Вскоре после того его не нашли, когда пора было идти спать. Поначалу нянька пыталась скрыть это от матери, а та - от меня... Когда стало совсем поздно, я поднял гвардию и послал их обшарить Скалу. При луне было светло как днем, но они не нашли и следа. Ипполита расхаживала, скрестив руки на груди, ухватившись за свою косу, и шептала лунные заклинания Понта... Вдруг, взглянув вверх, она схватила меня за руку и показала: малыш был там, на крыше Дворца. Сидел между двумя зубцами, свесив ноги над пропастью и подняв лицо к небу, неподвижный как камень. Мы вбежали наверх, но там остановились, боясь напугать его; Ипполита сделала мне знак молчать и тихонько свистнула. При этом звуке он сдвинулся внутрь и пошел к нам удивительно легкой походкой, словно ничего не весил, как во сне... Страх во мне сменился гневом, но в той тишине я не мог повысить голоса, глядя на его спокойное лицо и широко распахнутые глаза. А он посмотрел на нас обоих и говорит:

- Ну что с вами? Мне ничто не грозило, я был с Владычицей.

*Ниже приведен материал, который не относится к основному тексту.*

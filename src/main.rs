//! postsync CLI entry point.

use clap::Parser;
use postsync::cli::commands;
use postsync::cli::{Cli, Commands, OutputFormat};
use postsync::error::Error;
use std::process::ExitCode;

fn main() -> ExitCode {
    let cli = Cli::parse();

    if cli.no_color {
        colored::control::set_override(false);
    }

    // Set up tracing based on verbosity
    init_tracing(cli.verbose, cli.quiet);

    // Resolve effective JSON mode: --json OR --format json OR non-TTY stdout
    let json = cli.json
        || cli.format == OutputFormat::Json
        || !std::io::IsTerminal::is_terminal(&std::io::stdout());

    match run(&cli, json) {
        Ok(()) => ExitCode::SUCCESS,
        Err(e) => {
            if json {
                eprintln!("{}", e.to_structured_json());
            } else if !cli.quiet {
                if let Some(hint) = e.hint() {
                    eprintln!("Error: {e}\n  Hint: {hint}");
                } else {
                    eprintln!("Error: {e}");
                }
            }
            ExitCode::from(e.exit_code())
        }
    }
}

fn init_tracing(verbose: u8, quiet: bool) {
    use tracing_subscriber::EnvFilter;

    if quiet {
        return;
    }

    // Honor RUST_LOG if set, otherwise use verbosity flag
    let filter = if std::env::var("RUST_LOG").is_ok() {
        EnvFilter::from_default_env()
    } else {
        match verbose {
            0 => EnvFilter::new("warn"),
            1 => EnvFilter::new("info"),
            2 => EnvFilter::new("debug,rusqlite=info,hyper=info,reqwest=info"),
            _ => EnvFilter::new("trace"),
        }
    };

    tracing_subscriber::fmt()
        .with_env_filter(filter)
        .with_writer(std::io::stderr)
        .without_time()
        .init();
}

fn run(cli: &Cli, json: bool) -> Result<(), Error> {
    let db = cli.db.as_ref();
    let actor = cli.actor.as_deref();

    match &cli.command {
        Commands::Init { force } => commands::init::execute(*force, db, json),
        Commands::Version => commands::version::execute(json),
        Commands::Sync { command } => commands::sync::execute(command, db, actor, json),
        Commands::Post { command } => commands::post::execute(command, db, actor, json),
        Commands::Completions { shell } => commands::completions::execute(shell),
    }
}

Я дал матери увести его, она его понимала лучше... Но кое-кто из дворцовой челяди поднялся за нами на крышу, они слышали, - и начали расползаться слухи, что мальчика учат ставить Богиню превыше богов.

Очень неподходящее время было для таких слухов: у Федры родился сын.

Я ездил на Крит посмотреть на него. Крошечный, очень живой малыш с копной черных волос, которые - няньки сказали мне - со временем выпадут... Пока что они делали его до невозможности критянином. Федра была довольна и им, и собой и казалась более удовлетворенной... Но мне теперь добавилось, о чем подумать. Мы назвали его Акамом; это было старинное царское имя, и было очевидно, что он должен унаследовать трон на Крите. Но материковые царства я уже отдал, в душе, Ипполиту, даже если это означало раздел империи.